• WHAT YOU HAVE TO DO: The records that follow are to be transcribed exactly.

(Collected data)
//! The engine's 32-bit symbol hashes.
//!
//! Symbols are CRC-32 values computed MSB-first with polynomial `0x04C11DB7`, an
//! initial value of `0xFFFFFFFF` and no final xor. The upper-cased variant folds
//! ASCII `a-z` to `A-Z` before hashing, so `"bone_head"` and `"BONE_HEAD"` share an id.
//!
//! Both functions are `const` so well-known ids (chunk tags, resource type ids) can
//! be computed at compile time.

const POLYNOMIAL: u32 = 0x04C1_1DB7;

const TABLE: [u32; 256] = build_table();

const fn build_table() -> [u32; 256] {
    let mut table = [0u32; 256];
    let mut i = 0;
    while i < 256 {
        let mut crc = (i as u32) << 24;
        let mut bit = 0;
        while bit < 8 {
            crc = if crc & 0x8000_0000 != 0 {
                (crc << 1) ^ POLYNOMIAL
            } else {
                crc << 1
            };
            bit += 1;
        }
        table[i] = crc;
        i += 1;
    }
    table
}

#[inline]
const fn step(crc: u32, byte: u8) -> u32 {
    (crc << 8) ^ TABLE[((crc >> 24) ^ byte as u32) as usize & 0xFF]
}

/// Case-sensitive symbol hash of a string.
pub const fn hash32(s: &str) -> u32 {
    let bytes = s.as_bytes();
    let mut crc = 0xFFFF_FFFF;
    let mut i = 0;
    while i < bytes.len() {
        crc = step(crc, bytes[i]);
        i += 1;
    }
    crc
}

/// Upper-cased symbol hash of a string.
pub const fn hash_upper32(s: &str) -> u32 {
    let bytes = s.as_bytes();
    let mut crc = 0xFFFF_FFFF;
    let mut i = 0;
    while i < bytes.len() {
        crc = step(crc, bytes[i].to_ascii_uppercase());
        i += 1;
    }
    crc
}
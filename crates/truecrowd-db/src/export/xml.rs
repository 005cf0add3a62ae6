//! XML exporter for crowd databases.

use std::collections::BTreeSet;

use truecrowd_common::SymbolTable;
use truecrowd_xml::{XmlDocument, XmlNode};

use super::{Export, UNRESOLVED_HEADER};
use crate::builder::ROOT_TAG;
use crate::structs::{
    EntityComponentRecord, EntityRecord, ModelPartRecord, OverrideParamRecord,
    ResourceEntryRecord, ResourceRecord, TextureSetRecord,
};
use crate::CrowdDatabase;

/// Walks a database top-down and produces its XML document.
#[derive(Debug)]
pub struct XmlExporter<'a> {
    database: &'a CrowdDatabase,
    symbols: &'a SymbolTable,
    unresolved: BTreeSet<u32>,
}

impl<'a> XmlExporter<'a> {
    pub fn new(database: &'a CrowdDatabase, symbols: &'a SymbolTable) -> Self {
        Self {
            database,
            symbols,
            unresolved: BTreeSet::new(),
        }
    }

    /// Export the whole database.
    pub fn export(mut self) -> Export {
        let definition = self.definition();
        let component_entries = self.component_entries();
        let root = XmlNode::new(ROOT_TAG)
            .child(definition)
            .child(component_entries);

        let unresolved: Vec<u32> = self.unresolved.into_iter().collect();
        let mut document = XmlDocument::new(root);
        if !unresolved.is_empty() {
            tracing::warn!(count = unresolved.len(), "export has unresolved symbols");
            document.trailing_comments.push(UNRESOLVED_HEADER.to_string());
            document
                .trailing_comments
                .extend(unresolved.iter().map(|id| format!(" 0x{id:X} ")));
        }

        Export {
            document,
            unresolved,
        }
    }

    /// Spelling of `id`, or a placeholder that is recorded as unresolved.
    fn symbol(&mut self, id: u32) -> String {
        match self.symbols.lookup(id) {
            Some(name) => name.to_string(),
            None => {
                self.unresolved.insert(id);
                format!("~0x{id:08X}~")
            }
        }
    }

    fn definition(&mut self) -> XmlNode {
        let database = self.database;
        let mut node = XmlNode::new("Definition");
        for entity in database.definition().entities() {
            node.push(self.entity(entity));
        }

        let mut tags = XmlNode::new("Tags");
        for &tag in database.tags() {
            tags.push(XmlNode::new("Tag").text(self.symbol(tag)));
        }
        node.push(tags);
        node
    }

    fn entity(&mut self, entity: &EntityRecord) -> XmlNode {
        let mut node = XmlNode::new("Entity").attr("name", self.symbol(entity.name_uid));
        for component in entity.components() {
            node.push(self.entity_component(component));
        }
        node
    }

    fn entity_component(&mut self, component: &EntityComponentRecord) -> XmlNode {
        let mut node = XmlNode::new("EntityComponent")
            .attr("name", self.symbol(component.name_uid))
            .attr("resourceIndex", component.resource_index)
            .attr("required", component.required != 0);
        for &bone in component.bones() {
            node.push(XmlNode::new("BoneUID").text(self.symbol(bone)));
        }
        node
    }

    fn component_entries(&mut self) -> XmlNode {
        let database = self.database;
        let mut node = XmlNode::new("ComponentEntries");
        for (index, component) in database.components().iter().enumerate() {
            let mut component_node = XmlNode::new("Component").attr("name", component.name());
            for entry in database.resources_of(index) {
                component_node.push(self.resource_entry(entry));
            }
            node.push(component_node);
        }
        node
    }

    fn resource_entry(&mut self, entry: &ResourceEntryRecord) -> XmlNode {
        let database = self.database;
        let mut node = named_node("Resource", database, &entry.resource)
            .attr("type", entry.resource.resource_type);

        if let Some(high_res) = database.high_res_entry(entry) {
            node.push(high_res_node(database, &high_res.resource));
        }

        for lod in database.lods(entry) {
            let parts = database.model_parts(lod).iter().map(|p| model_part(database, p));
            node.push(XmlNode::new("LOD").children(parts));
        }

        for texture_set in database.texture_sets(entry) {
            node.push(self.texture_set(texture_set));
        }

        for tag in database.entry_tags(entry) {
            node.push(XmlNode::new("Tag").text(self.symbol(tag)));
        }
        node
    }

    fn texture_set(&mut self, texture_set: &TextureSetRecord) -> XmlNode {
        let database = self.database;
        let mut node = named_node("TextureSet", database, &texture_set.resource);

        for colour in database.colour_tints(texture_set) {
            let [r, g, b] = colour.to_rgb8();
            node.push(
                XmlNode::new("ColourTint")
                    .attr("r", r)
                    .attr("g", g)
                    .attr("b", b),
            );
        }

        for param in database.override_params(texture_set) {
            node.push(self.override_param(param));
        }

        if let Some(high_res) = database.high_res_texture_set(texture_set) {
            node.push(high_res_node(database, &high_res.resource));
        }
        node
    }

    fn override_param(&mut self, param: &OverrideParamRecord) -> XmlNode {
        let [uid0, uid1, uid2] = param.override_uids;
        XmlNode::new("OverrideParam")
            .attr("sampler", self.symbol(param.sampler_uid))
            .attr("nameUID", format!("0x{:X}", param.texture_name_uid))
            .attr("uid0", format!("0x{uid0:X}"))
            .attr("uid1", format!("0x{uid1:X}"))
            .attr("uid2", format!("0x{uid2:X}"))
    }
}

fn named_node(tag: &str, database: &CrowdDatabase, resource: &ResourceRecord) -> XmlNode {
    XmlNode::new(tag).attr("name", database.resource_name(resource).unwrap_or(""))
}

fn high_res_node(database: &CrowdDatabase, target: &ResourceRecord) -> XmlNode {
    named_node("HighResolutionResource", database, target)
}

fn model_part(database: &CrowdDatabase, part: &ModelPartRecord) -> XmlNode {
    XmlNode::new("ModelPart")
        .attr("name", database.string(part.name).unwrap_or(""))
        .attr("isSkinned", part.is_skinned != 0)
        .attr("morphType", part.morph_type)
}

• EXERCISE ANSWER:
//! The engine's 32-bit symbol hashes.
//!
//! Symbols are CRC-32 values computed MSB-first with polynomial `0x04C11DB7`, an
//! initial value of `0xFFFFFFFF` and no final xor. The upper-cased variant folds
//! ASCII `a-z` to `A-Z` before hashing, so `"bone_head"` and `"BONE_HEAD"` share an id.
//!
//! Both functions are `const` so well-known ids (chunk tags, resource type ids) can
//! be computed at compile time.

const POLYNOMIAL: u32 = 0x04C1_1DB7;

const TABLE: [u32; 256] = build_table();

const fn build_table() -> [u32; 256] {
    let mut table = [0u32; 256];
    let mut i = 0;
    while i < 256 {
        let mut crc = (i as u32) << 24;
        let mut bit = 0;
        while bit < 8 {
            crc = if crc & 0x8000_0000 != 0 {
                (crc << 1) ^ POLYNOMIAL
            } else {
                crc << 1
            };
            bit += 1;
        }
        table[i] = crc;
        i += 1;
    }
    table
}

#[inline]
const fn step(crc: u32, byte: u8) -> u32 {
    (crc << 8) ^ TABLE[((crc >> 24) ^ byte as u32) as usize & 0xFF]
}

/// Case-sensitive symbol hash of a string.
pub const fn hash32(s: &str) -> u32 {
    let bytes = s.as_bytes();
    let mut crc = 0xFFFF_FFFF;
    let mut i = 0;
    while i < bytes.len() {
        crc = step(crc, bytes[i]);
        i += 1;
    }
    crc
}

/// Upper-cased symbol hash of a string.
pub const fn hash_upper32(s: &str) -> u32 {
    let bytes = s.as_bytes();
    let mut crc = 0xFFFF_FFFF;
    let mut i = 0;
    while i < bytes.len() {
        crc = step(crc, bytes[i].to_ascii_uppercase());
        i += 1;
    }
    crc
}
filename crates/truecrowd-db/src/export/xml.rs
repository 005cf0add3a62ae6
//! XML exporter for crowd databases.

use std::collections::BTreeSet;

use truecrowd_common::SymbolTable;
use truecrowd_xml::{XmlDocument, XmlNode};

use super::{Export, UNRESOLVED_HEADER};
use crate::builder::ROOT_TAG;
use crate::structs::{
    EntityComponentRecord, EntityRecord, ModelPartRecord, OverrideParamRecord,
    ResourceEntryRecord, ResourceRecord, TextureSetRecord,
};
use crate::CrowdDatabase;

/// Walks a database top-down and produces its XML document.
#[derive(Debug)]
pub struct XmlExporter<'a> {
    database: &'a CrowdDatabase,
    symbols: &'a SymbolTable,
    unresolved: BTreeSet<u32>,
}

impl<'a> XmlExporter<'a> {
    pub fn new(database: &'a CrowdDatabase, symbols: &'a SymbolTable) -> Self {
        Self {
            database,
            symbols,
            unresolved: BTreeSet::new(),
        }
    }

    /// Export the whole database.
    pub fn export(mut self) -> Export {
        let definition = self.definition();
        let component_entries = self.component_entries();
        let root = XmlNode::new(ROOT_TAG)
            .child(definition)
            .child(component_entries);

        let unresolved: Vec<u32> = self.unresolved.into_iter().collect();
        let mut document = XmlDocument::new(root);
        if !unresolved.is_empty() {
            tracing::warn!(count = unresolved.len(), "export has unresolved symbols");
            document.trailing_comments.push(UNRESOLVED_HEADER.to_string());
            document
                .trailing_comments
                .extend(unresolved.iter().map(|id| format!(" 0x{id:X} ")));
        }

        Export {
            document,
            unresolved,
        }
    }

    /// Spelling of `id`, or a placeholder that is recorded as unresolved.
    fn symbol(&mut self, id: u32) -> String {
        match self.symbols.lookup(id) {
            Some(name) => name.to_string(),
            None => {
                self.unresolved.insert(id);
                format!("~0x{id:08X}~")
            }
        }
    }

    fn definition(&mut self) -> XmlNode {
        let database = self.database;
        let mut node = XmlNode::new("Definition");
        for entity in database.definition().entities() {
            node.push(self.entity(entity));
        }

        let mut tags = XmlNode::new("Tags");
        for &tag in database.tags() {
            tags.push(XmlNode::new("Tag").text(self.symbol(tag)));
        }
        node.push(tags);
        node
    }

    fn entity(&mut self, entity: &EntityRecord) -> XmlNode {
        let mut node = XmlNode::new("Entity").attr("name", self.symbol(entity.name_uid));
        for component in entity.components() {
            node.push(self.entity_component(component));
        }
        node
    }

    fn entity_component(&mut self, component: &EntityComponentRecord) -> XmlNode {
        let mut node = XmlNode::new("EntityComponent")
            .attr("name", self.symbol(component.name_uid))
            .attr("resourceIndex", component.resource_index)
            .attr("required", component.required != 0);
        for &bone in component.bones() {
            node.push(XmlNode::new("BoneUID").text(self.symbol(bone)));
        }
        node
    }

    fn component_entries(&mut self) -> XmlNode {
        let database = self.database;
        let mut node = XmlNode::new("ComponentEntries");
        for (index, component) in database.components().iter().enumerate() {
            let mut component_node = XmlNode::new("Component").attr("name", component.name());
            for entry in database.resources_of(index) {
                component_node.push(self.resource_entry(entry));
            }
            node.push(component_node);
        }
        node
    }

    fn resource_entry(&mut self, entry: &ResourceEntryRecord) -> XmlNode {
        let database = self.database;
        let mut node = named_node("Resource", database, &entry.resource)
            .attr("type", entry.resource.resource_type);

        if let Some(high_res) = database.high_res_entry(entry) {
            node.push(high_res_node(database, &high_res.resource));
        }

        for lod in database.lods(entry) {
            let parts = database.model_parts(lod).iter().map(|p| model_part(database, p));
            node.push(XmlNode::new("LOD").children(parts));
        }

        for texture_set in database.texture_sets(entry) {
            node.push(self.texture_set(texture_set));
        }

        for tag in database.entry_tags(entry) {
            node.push(XmlNode::new("Tag").text(self.symbol(tag)));
        }
        node
    }

    fn texture_set(&mut self, texture_set: &TextureSetRecord) -> XmlNode {
        let database = self.database;
        let mut node = named_node("TextureSet", database, &texture_set.resource);

        for colour in database.colour_tints(texture_set) {
            let [r, g, b] = colour.to_rgb8();
            node.push(
                XmlNode::new("ColourTint")
                    .attr("r", r)
                    .attr("g", g)
                    .attr("b", b),
            );
        }

        for param in database.override_params(texture_set) {
            node.push(self.override_param(param));
        }

        if let Some(high_res) = database.high_res_texture_set(texture_set) {
            node.push(high_res_node(database, &high_res.resource));
        }
        node
    }

    fn override_param(&mut self, param: &OverrideParamRecord) -> XmlNode {
        let [uid0, uid1, uid2] = param.override_uids;
        XmlNode::new("OverrideParam")
            .attr("sampler", self.symbol(param.sampler_uid))
            .attr("nameUID", format!("0x{:X}", param.texture_name_uid))
            .attr("uid0", format!("0x{uid0:X}"))
            .attr("uid1", format!("0x{uid1:X}"))
            .attr("uid2", format!("0x{uid2:X}"))
    }
}

fn named_node(tag: &str, database: &CrowdDatabase, resource: &ResourceRecord) -> XmlNode {
    XmlNode::new(tag).attr("name", database.resource_name(resource).unwrap_or(""))
}

fn high_res_node(database: &CrowdDatabase, target: &ResourceRecord) -> XmlNode {
    named_node("HighResolutionResource", database, target)
}

fn model_part(database: &CrowdDatabase, part: &ModelPartRecord) -> XmlNode {
    XmlNode::new("ModelPart")
        .attr("name", database.string(part.name).unwrap_or(""))
        .attr("isSkinned", part.is_skinned != 0)
        .attr("morphType", part.morph_type)
}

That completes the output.